The CROA&DR jurisprudence is supportive of the Union’s case. In CROA&DR 2716 an employee who consumed alcohol during his tour of duty and was in possession of marijuana was reinstated on conditions. That decision referenced the recognition of alcohol and drug addiction as an illness under the Canadian Human Rights Act which gives rise to a duty of accommodation. In that case this Office noted that the evidence confirmed successful and substantial participation by the grievor in AA and in a residential treatment program. In CROA&DR 3355 an employee who reported for duty under the influence of alcohol was reinstated to a non-safety sensitive clerical position where he had previously been terminated and reinstated with conditions. In CROA&DR 4054 an employee was reinstated after breaching a last chance opportunity by testing positive for drugs in the face the employee’s substantial rehabilitation efforts. Again in CROA&DR 4059, 4094 and 4328 where there was evidence of clear and compelling rehabilitation efforts, reinstatement was ordered with return to work conditions imposed.
As to the Company’s reference to CROA&DR 4352 in that case there was no evidence of any rehabilitation efforts on the part of the grievor who had been subject to two Relapse Prevention Agreements and was on a Continuing Employment Contract.
In this case the grievor committed a serious infraction worthy of serious consequences. He operates in a safety critical environment.
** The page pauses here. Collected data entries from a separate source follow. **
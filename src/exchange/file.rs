use super::{ExchangeError, ExchangeResult, ImportMode};
use crate::ledger::BonusLedger;
use crate::member::{NewMember, TeamMember};
use crate::member_validation;
use crate::money;
use std::fs::File;
use std::io::{Read, Write};
use std::path::Path;
use tracing::{debug, info};

const REQUIRED_HEADERS: [(&str, &str); 3] = [
    ("name", "name"),
    ("role", "role"),
    ("eligibleamount", "eligibleAmount"),
];
const NOTES_HEADER: &str = "notes";

pub const EXPORT_HEADERS: [&str; 6] = [
    "Name",
    "Role",
    "Eligible Amount",
    "Actual Allocation",
    "Allocation %",
    "Notes",
];

/// Records that survived validation, plus a count of the rows that did not.
#[derive(Debug, Clone, PartialEq)]
pub struct ImportReport {
    pub members: Vec<NewMember>,
    pub skipped: usize,
}

#[derive(Debug, Clone, Copy, PartialEq, Eq)]
pub struct ImportOutcome {
    pub mode: ImportMode,
    pub imported: usize,
    pub skipped: usize,
}

// "Eligible Amount", "eligible_amount" and "eligibleAmount" all match.
fn normalize_header(header: &str) -> String {
    header
        .chars()
        .filter(|c| !c.is_whitespace() && *c != '_' && *c != '-')
        .flat_map(char::to_lowercase)
        .collect()
}

/// Parses a decorated amount such as `$12,000` or `₹ 8,000.50`. Negative and
/// non-numeric input yields `None`.
pub fn parse_amount(input: &str) -> Option<f64> {
    let cleaned: String = input
        .chars()
        .filter(|c| !matches!(c, '$' | ',' | '₹') && !c.is_whitespace())
        .collect();
    if cleaned.is_empty() {
        return None;
    }
    match cleaned.parse::<f64>() {
        Ok(value) if value.is_finite() && value >= 0.0 => Some(value),
        _ => None,
    }
}

fn field<'r>(record: &'r csv::StringRecord, idx: usize) -> &'r str {
    record.get(idx).map(str::trim).unwrap_or("")
}

pub fn parse_members_csv<R: Read>(reader: R) -> ExchangeResult<ImportReport> {
    let mut reader = csv::ReaderBuilder::new()
        .has_headers(true)
        .flexible(true)
        .trim(csv::Trim::All)
        .from_reader(reader);

    let headers: Vec<String> = reader.headers()?.iter().map(normalize_header).collect();
    let position = |key: &str| headers.iter().position(|h| h == key);

    let (name_idx, role_idx, amount_idx) = match (
        position("name"),
        position("role"),
        position("eligibleamount"),
    ) {
        (Some(name), Some(role), Some(amount)) => (name, role, amount),
        _ => {
            let missing = REQUIRED_HEADERS
                .iter()
                .filter(|(key, _)| position(*key).is_none())
                .map(|(_, display)| display.to_string())
                .collect();
            return Err(ExchangeError::MissingHeaders(missing));
        }
    };
    let notes_idx = position(NOTES_HEADER);

    let mut candidates = Vec::new();
    let mut skipped = 0usize;
    for (row, record) in reader.records().enumerate() {
        let record = match record {
            Ok(record) => record,
            Err(err) if err.is_io_error() => return Err(err.into()),
            Err(err) => {
                debug!(row = row + 1, error = %err, "skipping unreadable csv row");
                skipped += 1;
                continue;
            }
        };

        let Some(eligible_amount) = parse_amount(field(&record, amount_idx)) else {
            debug!(row = row + 1, "skipping csv row with invalid eligible amount");
            skipped += 1;
            continue;
        };
        let mut candidate = NewMember::new(
            field(&record, name_idx),
            field(&record, role_idx),
            eligible_amount,
        );
        if let Some(notes) = notes_idx.map(|idx| field(&record, idx)) {
            if !notes.is_empty() {
                candidate.notes = Some(notes.to_string());
            }
        }
        candidates.push(candidate);
    }

    let report = screen_members(candidates);
    if report.members.is_empty() {
        return Err(ExchangeError::NoValidRecords);
    }
    Ok(ImportReport {
        members: report.members,
        skipped: skipped + report.skipped,
    })
}

/// Drops candidates that fail ingestion validation and counts them.
pub fn screen_members(candidates: Vec<NewMember>) -> ImportReport {
    let mut members = Vec::with_capacity(candidates.len());
    let mut skipped = 0usize;
    for (idx, candidate) in candidates.into_iter().enumerate() {
        match member_validation::validate_candidate(&candidate) {
            Ok(()) => members.push(candidate),
            Err(err) => {
                debug!(record = idx + 1, error = %err, "skipping invalid team member record");
                skipped += 1;
            }
        }
    }
    ImportReport { members, skipped }
}

/// Hands parsed records to the ledger in one atomic call.
pub fn apply_import(
    ledger: &mut BonusLedger,
    report: ImportReport,
    mode: ImportMode,
) -> ExchangeResult<ImportOutcome> {
    let imported = report.members.len();
    match mode {
        ImportMode::Replace => ledger.replace_all_members(report.members)?,
        ImportMode::Append => {
            ledger.append_members(report.members)?;
        }
    }
    info!(
        mode = mode.as_str(),
        imported,
        skipped = report.skipped,
        "team members imported"
    );
    Ok(ImportOutcome {
        mode,
        imported,
        skipped: report.skipped,
    })
}

pub fn import_members_from_csv<P: AsRef<Path>>(
    ledger: &mut BonusLedger,
    path: P,
    mode: ImportMode,
) -> ExchangeResult<ImportOutcome> {
    let file = File::open(path)?;
    let report = parse_members_csv(file)?;
    apply_import(ledger, report, mode)
}

pub fn write_members_csv<W: Write>(members: &[TeamMember], writer: W) -> ExchangeResult<()> {
    let mut writer = csv::Writer::from_writer(writer);
    writer.write_record(EXPORT_HEADERS)?;
    for member in members {
        let percentage =
            money::allocation_percentage(member.actual_allocation, member.eligible_amount);
        writer.write_record([
            member.name.as_str(),
            member.role.as_str(),
            member.eligible_amount.to_string().as_str(),
            member.actual_allocation.to_string().as_str(),
            format!("{percentage:.1}").as_str(),
            member.notes.as_deref().unwrap_or(""),
        ])?;
    }
    writer.flush()?;
    Ok(())
}

pub fn export_members_to_csv<P: AsRef<Path>>(
    members: &[TeamMember],
    path: P,
) -> ExchangeResult<()> {
    let file = File::create(path)?;
    write_members_csv(members, file)
}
However, he has also provided substantial and on-going evidence supportive of his rehabilitation efforts. He has participated in a residential treatment program following his discharge. His rehabilitation counsellor from that program provided a letter attesting to the grievor’s participation and commitment. He has participated in AA. The grievor has a disability; alcohol addiction.
In view of the grievor’s long service, the requirements to accommodate the grievor to the point of undue hardship under the Canadian Human Rights Act, the grievor’s continuing and ongoing rehabilitation efforts and the relevant CROA&DR jurisprudence, reinstatement with conditions is appropriate.
Accordingly, the grievance is therefore allowed in part. The Arbitrator directs that the grievor be reinstated into his employment, without loss of seniority but without compensation for any wages and benefits lost. He is returned subject to the following conditions:
1. The grievor shall not be returned to work until such time as he is confirmed by the Company’s medical officer to be physically fit to work, including any addiction problems assessment which the Company’s medical officer deems appropriate.
2. Upon being confirmed fit to return to work by the Company’s medical officer the grievor shall be subject to the following conditions for a period of 2 years:
a) The grievor shall abstain from the consumption of alcohol or drugs;
b) The grievor shall be subject to random, unannounced drug and alcohol testing, to be administered in a non-abusive fashion.
c) The grievor shall attend regular AA meetings;
d) The grievor shall engage in such periodic contact and follow-up with the Company’s Employee and Family Assistance Program (EFAP) program as the parties may agree is appropriate, and failing their agreement as shall be determined by the Arbitrator.
The grievor will be subject to discharge if the return to work conditions are not complied with.
I remain seized to the extent that clarification is required in respect of the conditions imposed.